Linux gives us the power we need to crush those who oppose  us.  Learn how to being to use the hundreds of tiny utilities contained  in *nix systems to create simple solutions that you may think require writing a program, script, or complex system. Forget spending countless hours designing, writing ,and debugging code in the cloud. See the methods taught in this class to begin to understand how to quickly link Linux commands together to create quick solutions to what may seem like a complex task.  Spend more time on world domination and less time learning the sexy programming language of the day. What you will learn:

  • Learn to navigate the shell quickly saving keystrokes, sparing yourself from the scourge of carpal tunnel syndrome.
  • What the hell do all those funky symbols mean? Amaze your significant other with the ability to read shell scripts like a Chinese newspaper.
  • Learn a few quick tips to automate your system administration and audit it for weaknesses.
  • Create a simple command to notify yourself of changes to your favorite web pages.  Never miss out on those Deltron 3030 tickets again!
  • Create parsers to crunch the data needed to map pig genomes.  Win the Nobel prize!!
  • Stand up a poor man’s web server to serve content in a pinch.
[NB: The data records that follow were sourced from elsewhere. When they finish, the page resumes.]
mod fixtures;

use gamma_gallery_migrate::{
    config::AppConfig,
    db::{self, gallery_queries},
    models::gallery::GalleryRecord,
    models::metadata::MigrationTask,
    services::{
        gallery_table::{GalleryTable, PgGalleryTable},
        metadata::extract_metadata,
        publisher::storage_path,
        storage::{ObjectStore, SupabaseStorage},
    },
};
use uuid::Uuid;

/// Integration test: publish one card to live Supabase
///
/// This test verifies:
/// 1. Database connection and gamma_gallery schema
/// 2. Supabase Storage upload over the S3 endpoint
/// 3. Gallery row insert and lookup
///
/// Note: This requires SUPABASE_URL, SUPABASE_SERVICE_ROLE_KEY, GAMMA_API_KEY
/// and DATABASE_URL in the environment, and an existing gallery bucket.
#[tokio::test]
#[ignore] // Run with: cargo test --test integration_test -- --ignored
async fn test_live_publish() {
    let config = AppConfig::from_env().expect("Failed to load config");
    let database_url = config
        .database_url
        .as_deref()
        .expect("DATABASE_URL must be set for this test");

    let pool = db::init_pool(database_url)
        .await
        .expect("Failed to connect to database");
    db::run_migrations(&pool)
        .await
        .expect("Failed to run migrations");

    let project_ref = config.project_ref().expect("Cannot derive project ref");
    let storage = SupabaseStorage::new(
        &config.gallery_bucket,
        &config.storage_endpoint(),
        &config.storage_region,
        config.storage_access_key.as_deref().unwrap_or(project_ref),
        config
            .storage_secret_key
            .as_deref()
            .unwrap_or(&config.supabase_service_role_key),
        match config.storage_access_key {
            Some(_) => None,
            None => Some(config.supabase_service_role_key.as_str()),
        },
    )
    .expect("Failed to initialize storage");

    // Unique source URL so reruns don't collide
    let url = format!(
        "https://integration-plumbing-{}.gamma.site/",
        &Uuid::new_v4().simple().to_string()[..8]
    );
    let task = MigrationTask {
        source_url: url.clone(),
        trace_id: "itest001".to_string(),
        metadata: extract_metadata(&url),
    };
    let path = storage_path(&task, 1);

    // Step 1: Upload a card
    let card = fixtures::png_card(1080, 1080, 200);
    storage
        .upload(&path, &card, "image/png")
        .await
        .expect("Upload failed");
    println!("✓ Uploaded {}", path);

    // Step 2: Insert the gallery row
    let record = GalleryRecord {
        original_gamma_url: url.clone(),
        storage_path: path.clone(),
        niche: task.metadata.niche,
        language: task.metadata.language,
        title: format!("{} - Card 1", task.metadata.business_name),
        description: "Integration test card".to_string(),
        fomo_score: task.metadata.fomo_score,
        cta_type: task.metadata.cta_type,
        is_featured: false,
        is_placeholder: true,
        utm_campaign: task.metadata.utm_campaign.clone(),
        stored_remotely: true,
    };
    let table = PgGalleryTable::new(pool.clone());
    table.insert(&record).await.expect("Insert failed");
    println!("✓ Inserted gallery row");

    // Step 3: Row is visible
    let count = gallery_queries::count_for_url(&pool, &url)
        .await
        .expect("Count failed");
    assert_eq!(count, 1);
    println!("✓ Gallery row found");
}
We’ll only touch the tip of the iceberg but you’ll walk away with the understanding and methodology to search the UNIX tool set to create your very own solutions to life’s problems. What you should know ahead of time: Basic Linux commands and how to navigate the file system: Are cd, rm, mv, cp man, and ~  Greek to you?  Learn this first at home: http://code.google.com/edu/tools101/linux/basics.html What you need to bring: A laptop running your favorite flavor of Linux or vm-ware player.  The utilities we will review are available on 90% of *nix flavor system.  You can also download Linux appliances, but please come to class with your system ready.